The benefits that come with digital, synchronous CSE are notable! Indeed, it should not be seen as a deficit model when compared with in-person CSE. Leaning into, for example, being able to reach a huge audience at one time, and maintaining intimacy through breakout groups, should not be underestimated. Participants, whether they are parents or youth, may have an easier time attending while working around obligations at home and at work. Automatic closed captioning is only one of the many ways that synchronous sessions can be more accessible to a wider audience than in-person learning.
- Technological complexity – managing the details in a video conference call takes attention and involves a learning curve.
- False sense of connectedness – because it is possible to see each other’s faces, but it does not offer true eye contact or the possibility of seeing full body language.
- Security – zoom bombing is one example, another would be participants taking screenshots or photos of the screen, and so on.

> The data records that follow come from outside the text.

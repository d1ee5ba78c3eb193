//! External collaborators of an export: note synthesis, video encoding,
//! audio transcoding and the final audio/video mux.
//!
//! Each one is a small trait so hosts (and tests) can swap the system tools
//! for their own. [`MediaServices::default`] wires up `timidity` and
//! `ffmpeg` from `PATH`.

use std::fs::{self, File};
use std::io::{self, BufWriter, Write};
use std::path::{Path, PathBuf};
use std::process::{Child, ChildStdin, Command, Stdio};

use tracing::debug;

use crate::error::{Error, Result};

// ═══════════════════════════════════════════════════════════════════════
// Traits
// ═══════════════════════════════════════════════════════════════════════

/// Receives rendered frames, in order, and turns them into a video stream.
pub trait FrameSink {
    /// Append one rgb24 frame.
    fn write_frame(&mut self, frame: &[u8]) -> Result<()>;
    /// Flush and close the stream. Must be called for the output to be valid.
    fn finish(self: Box<Self>) -> Result<()>;
}

/// Opens frame sinks, and joins the streams they wrote.
pub trait VideoEncoder: Send + Sync {
    /// Extension of the files this encoder writes, without the dot.
    fn extension(&self) -> &str;
    fn open(&self, path: &Path, width: u32, height: u32, fps: u32) -> Result<Box<dyn FrameSink>>;
    /// Join streams written by this encoder, in order, into one stream at `out`.
    fn concat(&self, parts: &[PathBuf], out: &Path) -> Result<()>;
}

/// Renders an event-source file to a WAV file.
pub trait Synthesizer: Send + Sync {
    fn synthesize(&self, source: &Path, wav_out: &Path) -> Result<()>;
}

/// Converts an arbitrary audio file to WAV.
pub trait Transcoder: Send + Sync {
    fn to_wav(&self, input: &Path, wav_out: &Path) -> Result<()>;
}

/// Combines one video stream and one audio stream into a container,
/// copying the video and re-encoding the audio.
pub trait Muxer: Send + Sync {
    fn mux(&self, video: &Path, audio: &Path, out: &Path) -> Result<()>;
}

/// The full set of external services an export talks to.
pub struct MediaServices {
    pub synthesizer: Box<dyn Synthesizer>,
    pub encoder: Box<dyn VideoEncoder>,
    pub transcoder: Box<dyn Transcoder>,
    pub muxer: Box<dyn Muxer>,
}

impl Default for MediaServices {
    fn default() -> Self {
        Self {
            synthesizer: Box::new(Timidity::default()),
            encoder: Box::new(Ffmpeg::default()),
            transcoder: Box::new(Ffmpeg::default()),
            muxer: Box::new(Ffmpeg::default()),
        }
    }
}

// ═══════════════════════════════════════════════════════════════════════
// System tools
// ═══════════════════════════════════════════════════════════════════════

/// `timidity` as a synthesizer.
#[derive(Debug, Clone)]
pub struct Timidity {
    pub binary: PathBuf,
}

impl Default for Timidity {
    fn default() -> Self {
        Self {
            binary: PathBuf::from("timidity"),
        }
    }
}

impl Synthesizer for Timidity {
    fn synthesize(&self, source: &Path, wav_out: &Path) -> Result<()> {
        let mut cmd = Command::new(&self.binary);
        cmd.arg(source).arg("-Ow").arg("-o").arg(wav_out);
        run_tool(&mut cmd, &self.binary)
            .map_err(|reason| Error::SynthesisUnavailable {
                path: source.to_path_buf(),
                reason,
            })
    }
}

/// `ffmpeg` as encoder, transcoder and muxer.
#[derive(Debug, Clone)]
pub struct Ffmpeg {
    pub binary: PathBuf,
    /// Video codec for encoded frame streams.
    pub video_codec: String,
}

impl Default for Ffmpeg {
    fn default() -> Self {
        Self {
            binary: PathBuf::from("ffmpeg"),
            video_codec: "libx264".into(),
        }
    }
}

impl Ffmpeg {
    fn command(&self) -> Command {
        let mut cmd = Command::new(&self.binary);
        cmd.args(["-y", "-hide_banner", "-loglevel", "error"]);
        cmd
    }
}

impl VideoEncoder for Ffmpeg {
    fn extension(&self) -> &str {
        "mp4"
    }

    fn open(&self, path: &Path, width: u32, height: u32, fps: u32) -> Result<Box<dyn FrameSink>> {
        let mut cmd = self.command();
        cmd.args(["-f", "rawvideo", "-pix_fmt", "rgb24"])
            .arg("-s")
            .arg(format!("{width}x{height}"))
            .arg("-r")
            .arg(fps.to_string())
            .args(["-i", "-", "-c:v"])
            .arg(&self.video_codec)
            .args(["-pix_fmt", "yuv420p"])
            .arg(path)
            .stdin(Stdio::piped())
            .stdout(Stdio::null())
            .stderr(Stdio::piped());
        debug!(?cmd, "starting video encoder");
        let mut child = cmd.spawn().map_err(|e| {
            Error::FrameSink(format!("failed to start {}: {e}", self.binary.display()))
        })?;
        let stdin = child
            .stdin
            .take()
            .ok_or_else(|| Error::FrameSink("encoder stdin unavailable".into()))?;
        Ok(Box::new(PipeSink { child, stdin }))
    }

    /// Stream-copies the parts through the concat demuxer.
    fn concat(&self, parts: &[PathBuf], out: &Path) -> Result<()> {
        let list = out.with_extension("concat.txt");
        let mut entries = String::new();
        for part in parts {
            let quoted = part.display().to_string().replace('\'', "'\\''");
            entries.push_str(&format!("file '{quoted}'\n"));
        }
        fs::write(&list, entries)
            .map_err(|e| Error::FrameSink(format!("{}: {e}", list.display())))?;

        let mut cmd = self.command();
        cmd.args(["-f", "concat", "-safe", "0", "-i"])
            .arg(&list)
            .args(["-c", "copy"])
            .arg(out);
        let joined = run_tool(&mut cmd, &self.binary).map_err(Error::FrameSink);
        let _ = fs::remove_file(&list);
        joined
    }
}

impl Transcoder for Ffmpeg {
    fn to_wav(&self, input: &Path, wav_out: &Path) -> Result<()> {
        let mut cmd = self.command();
        cmd.arg("-i").arg(input).arg(wav_out);
        run_tool(&mut cmd, &self.binary).map_err(|reason| {
            Error::Audio(format!("cannot transcode {}: {reason}", input.display()))
        })
    }
}

impl Muxer for Ffmpeg {
    fn mux(&self, video: &Path, audio: &Path, out: &Path) -> Result<()> {
        let mut cmd = self.command();
        cmd.arg("-i")
            .arg(video)
            .arg("-i")
            .arg(audio)
            .args(["-map", "0:v:0", "-map", "1:a:0", "-c:v", "copy", "-c:a", "aac"])
            .arg(out);
        run_tool(&mut cmd, &self.binary).map_err(Error::MuxFailure)
    }
}

/// Frames piped into a running encoder process.
struct PipeSink {
    child: Child,
    stdin: ChildStdin,
}

impl FrameSink for PipeSink {
    fn write_frame(&mut self, frame: &[u8]) -> Result<()> {
        self.stdin
            .write_all(frame)
            .map_err(|e| Error::FrameSink(format!("encoder rejected frame: {e}")))
    }

    fn finish(self: Box<Self>) -> Result<()> {
        let PipeSink { child, stdin } = *self;
        drop(stdin);
        let output = child
            .wait_with_output()
            .map_err(|e| Error::FrameSink(e.to_string()))?;
        if !output.status.success() {
            return Err(Error::FrameSink(format!(
                "encoder exited with {}: {}",
                output.status,
                String::from_utf8_lossy(&output.stderr).trim()
            )));
        }
        Ok(())
    }
}

/// Run a tool to completion. The error string carries its stderr.
fn run_tool(cmd: &mut Command, binary: &Path) -> std::result::Result<(), String> {
    debug!(?cmd, "running external tool");
    let output = cmd
        .stdin(Stdio::null())
        .output()
        .map_err(|e| format!("failed to start {}: {e}", binary.display()))?;
    if output.status.success() {
        Ok(())
    } else {
        Err(format!(
            "{} exited with {}: {}",
            binary.display(),
            output.status,
            String::from_utf8_lossy(&output.stderr).trim()
        ))
    }
}

// ═══════════════════════════════════════════════════════════════════════
// Raw rgb24 stream
// ═══════════════════════════════════════════════════════════════════════

/// Writes frames as one headerless rgb24 stream. Needs no external tool.
#[derive(Debug, Clone, Copy, Default)]
pub struct RawVideoEncoder;

impl VideoEncoder for RawVideoEncoder {
    fn extension(&self) -> &str {
        "rgb"
    }

    fn open(
        &self,
        path: &Path,
        _width: u32,
        _height: u32,
        _fps: u32,
    ) -> Result<Box<dyn FrameSink>> {
        let file = File::create(path)
            .map_err(|e| Error::FrameSink(format!("{}: {e}", path.display())))?;
        Ok(Box::new(RawSink(BufWriter::new(file))))
    }

    /// Headerless streams join by plain concatenation.
    fn concat(&self, parts: &[PathBuf], out: &Path) -> Result<()> {
        let sink_err =
            |path: &Path, e: io::Error| Error::FrameSink(format!("{}: {e}", path.display()));
        let mut joined = BufWriter::new(File::create(out).map_err(|e| sink_err(out, e))?);
        for part in parts {
            let mut reader = File::open(part).map_err(|e| sink_err(part, e))?;
            io::copy(&mut reader, &mut joined).map_err(|e| sink_err(out, e))?;
        }
        joined.flush().map_err(|e| sink_err(out, e))
    }
}

struct RawSink(BufWriter<File>);

impl FrameSink for RawSink {
    fn write_frame(&mut self, frame: &[u8]) -> Result<()> {
        self.0
            .write_all(frame)
            .map_err(|e| Error::FrameSink(e.to_string()))
    }

    fn finish(mut self: Box<Self>) -> Result<()> {
        self.0.flush().map_err(|e| Error::FrameSink(e.to_string()))
    }
}
//! Strongly typed configuration surface.
//!
//! All structs deserialize from JSON with defaults for every field, so a
//! project file only has to name what it changes. `validate` turns bad
//! values into [`Error::RenderFault`] before any work starts.

use std::path::{Path, PathBuf};

use serde::{Deserialize, Serialize};

use crate::error::{Error, Result};
use crate::model::Rgb;

/// Output video parameters shared by every track.
#[derive(Debug, Clone, PartialEq, Serialize, Deserialize)]
#[serde(default)]
pub struct VideoConfig {
    pub width: u32,
    pub height: u32,
    pub fps: u32,
    /// Frames of padding before the first note.
    pub start_offset: u32,
    /// Frames of padding after the last note.
    pub end_offset: u32,
    pub background: Rgb,
}

impl Default for VideoConfig {
    fn default() -> Self {
        Self {
            width: 1920,
            height: 1080,
            fps: 30,
            start_offset: 0,
            end_offset: 0,
            background: Rgb::BLACK,
        }
    }
}

impl VideoConfig {
    pub fn validate(&self) -> Result<()> {
        if self.width == 0 || self.height == 0 {
            return Err(Error::RenderFault(format!(
                "resolution must be positive, got {}x{}",
                self.width, self.height
            )));
        }
        if self.fps == 0 {
            return Err(Error::RenderFault("fps must be positive".into()));
        }
        Ok(())
    }

    /// Milliseconds covered by `frames` frames.
    pub fn frames_to_ms(&self, frames: i64) -> f64 {
        frames as f64 / self.fps as f64 * 1000.0
    }
}

/// How hit keys and falling blocks are colored.
#[derive(Debug, Clone, Copy, PartialEq, Eq, Default, Serialize, Deserialize)]
#[serde(rename_all = "lowercase")]
pub enum ColorMode {
    /// Fixed colors from the palette.
    Flat,
    /// Hue derived from the horizontal position on the keyboard.
    #[default]
    Rainbow,
}

/// Key and block colors of one track.
#[derive(Debug, Clone, Copy, PartialEq, Eq, Serialize, Deserialize)]
#[serde(default)]
pub struct Palette {
    pub white: Rgb,
    pub white_hit: Rgb,
    pub black: Rgb,
    pub black_hit: Rgb,
    pub block: Rgb,
}

impl Default for Palette {
    fn default() -> Self {
        Self {
            white: Rgb::WHITE,
            white_hit: Rgb::RED,
            black: Rgb::BLACK,
            black_hit: Rgb::RED,
            block: Rgb::WHITE,
        }
    }
}

/// Per-track visualization settings.
#[derive(Debug, Clone, PartialEq, Serialize, Deserialize)]
#[serde(default)]
pub struct TrackStyle {
    /// Draw falling note blocks above the keyboard.
    pub blocks: bool,
    pub color_mode: ColorMode,
    pub palette: Palette,
    /// Block fall speed in pixels per second.
    pub block_speed: f64,
    /// Corner radius of note blocks in pixels.
    pub block_rounding: f64,
}

impl Default for TrackStyle {
    fn default() -> Self {
        Self {
            blocks: true,
            color_mode: ColorMode::Rainbow,
            palette: Palette::default(),
            block_speed: 200.0,
            block_rounding: 5.0,
        }
    }
}

impl TrackStyle {
    pub fn validate(&self) -> Result<()> {
        if !(self.block_speed > 0.0) {
            return Err(Error::RenderFault(format!(
                "block speed must be positive, got {}",
                self.block_speed
            )));
        }
        if self.block_rounding < 0.0 {
            return Err(Error::RenderFault("block rounding must not be negative".into()));
        }
        Ok(())
    }
}

/// Knobs of a single export run.
#[derive(Debug, Clone, PartialEq, Serialize, Deserialize)]
#[serde(default)]
pub struct ExportOptions {
    /// Number of parallel render workers. 1 renders in a single pass.
    pub workers: usize,
    /// Render only this leading fraction of the note range (previews).
    pub preview_fraction: f64,
    /// Parent directory for transient export files. System temp dir if unset.
    pub work_dir: Option<PathBuf>,
}

impl Default for ExportOptions {
    fn default() -> Self {
        Self {
            workers: 4,
            preview_fraction: 1.0,
            work_dir: None,
        }
    }
}

impl ExportOptions {
    pub fn validate(&self) -> Result<()> {
        if self.workers == 0 {
            return Err(Error::RenderFault("worker count must be at least 1".into()));
        }
        if !(self.preview_fraction > 0.0 && self.preview_fraction <= 1.0) {
            return Err(Error::RenderFault(format!(
                "preview fraction must be in (0, 1], got {}",
                self.preview_fraction
            )));
        }
        Ok(())
    }
}

/// One track of a project file.
#[derive(Debug, Clone, PartialEq, Serialize, Deserialize)]
pub struct TrackConfig {
    pub sources: Vec<PathBuf>,
    #[serde(default)]
    pub style: TrackStyle,
}

/// A whole export described as a JSON document.
///
/// ```json
/// {
///   "video": { "width": 1280, "height": 720, "start_offset": 30 },
///   "tracks": [ { "sources": ["song.mid"], "style": { "color_mode": "flat" } } ],
///   "audio": ["default"],
///   "export": { "workers": 8 }
/// }
/// ```
#[derive(Debug, Clone, PartialEq, Serialize, Deserialize)]
pub struct ProjectConfig {
    #[serde(default)]
    pub video: VideoConfig,
    pub tracks: Vec<TrackConfig>,
    /// `"default"` synthesizes from the tracks, anything else is an audio file.
    #[serde(default = "default_audio")]
    pub audio: Vec<String>,
    #[serde(default)]
    pub export: ExportOptions,
}

fn default_audio() -> Vec<String> {
    vec![crate::audio::DEFAULT_AUDIO.to_string()]
}

impl ProjectConfig {
    pub fn from_json(json: &str) -> Result<Self> {
        let config: ProjectConfig = serde_json::from_str(json)?;
        config.validate()?;
        Ok(config)
    }

    /// Load a project file. Relative source paths resolve against the
    /// file's directory.
    pub fn load<P: AsRef<Path>>(path: P) -> Result<Self> {
        let path = path.as_ref();
        let json = std::fs::read_to_string(path)?;
        let mut config = Self::from_json(&json)?;
        if let Some(dir) = path.parent() {
            for track in &mut config.tracks {
                for source in &mut track.sources {
                    if source.is_relative() {
                        *source = dir.join(&*source);
                    }
                }
            }
            for audio in &mut config.audio {
                if audio != crate::audio::DEFAULT_AUDIO && Path::new(audio.as_str()).is_relative() {
                    *audio = dir.join(audio.as_str()).to_string_lossy().into_owned();
                }
            }
        }
        Ok(config)
    }

    pub fn validate(&self) -> Result<()> {
        self.video.validate()?;
        self.export.validate()?;
        if self.tracks.is_empty() {
            return Err(Error::RenderFault("project has no tracks".into()));
        }
        for track in &self.tracks {
            track.style.validate()?;
        }
        Ok(())
    }
}

#[cfg(test)]
mod tests {
    use super::*;
    use pretty_assertions::assert_eq;

    #[test]
    fn project_defaults_fill_missing_fields() {
        let config = ProjectConfig::from_json(
            r#"{ "tracks": [ { "sources": ["a.mid"], "style": { "color_mode": "flat", "palette": { "white_hit": [0, 128, 255] } } } ] }"#,
        )
        .unwrap();
        assert_eq!(config.video, VideoConfig::default());
        assert_eq!(config.audio, vec!["default".to_string()]);
        assert_eq!(config.export.workers, 4);
        let style = &config.tracks[0].style;
        assert_eq!(style.color_mode, ColorMode::Flat);
        assert_eq!(style.palette.white_hit, Rgb(0, 128, 255));
        assert_eq!(style.palette.black, Rgb::BLACK);
        assert!(style.blocks);
    }

    #[test]
    fn zero_tracks_is_a_render_fault() {
        let err = ProjectConfig::from_json(r#"{ "tracks": [] }"#).unwrap_err();
        assert!(matches!(err, Error::RenderFault(_)));
    }

    #[test]
    fn zero_resolution_is_a_render_fault() {
        let err = ProjectConfig::from_json(
            r#"{ "video": { "width": 0 }, "tracks": [ { "sources": [] } ] }"#,
        )
        .unwrap_err();
        assert!(matches!(err, Error::RenderFault(_)));
    }

    #[test]
    fn preview_fraction_bounds() {
        let mut opts = ExportOptions::default();
        opts.preview_fraction = 0.0;
        assert!(opts.validate().is_err());
        opts.preview_fraction = 0.25;
        assert!(opts.validate().is_ok());
        opts.preview_fraction = 1.5;
        assert!(opts.validate().is_err());
    }

    #[test]
    fn malformed_json_is_a_config_error() {
        let err = ProjectConfig::from_json("{ tracks: ").unwrap_err();
        assert!(matches!(err, Error::Config(_)));
    }
}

- SEDRA contribution: our experiencee has consisted in multiple mixed formats, that means the educator is online while the group is face to face. In this cases the difficulties multiply: faces are not seen, contributions and discussions are not heard well, people from the group are ‘anonymous’, gestures got unnoticed, etc. Therefore, it is essential to have an ally on the other side, predictably the regular educator. Meeting with her/him/them beforehand is vital in order to work on the content, the structure and giving them clearly instructions of what is needed. The success or the failure depends on this.
The biggest challenge that comes with digital CSE is the safety of the participants and the educators, which is why we have devoted an entire chapter to this issue. Before moving forward with any synchronous CSE, be sure to consult with this chapter to ensure the program is not bringing more harm than good.
Making the process of teaching CSE feel more organic and natural to the virtual space itself is essential. Consider the kinds of online tools that interface with synchronous structures and make them central to the curricular structure. Ways to modify existing programming in ways that feel natural are instrumental, and having a good grasp on what feels natural is a great place to start.
Here are a few examples of digital elements to use strategically:
- Whiteboard feature
- Polling feature
- Breakout rooms (can be used for small group conversations and also for when a participant needs a one-on-one chat with a facilitator)
- Private and group chat/messaging systems
- Digital slides that are shared
- Social media groups that are formed after the learning experience to continue connection
- Anonymous question platform (can be something that is for general use like google forms or a polling software or ones that are designed for anonymous questions)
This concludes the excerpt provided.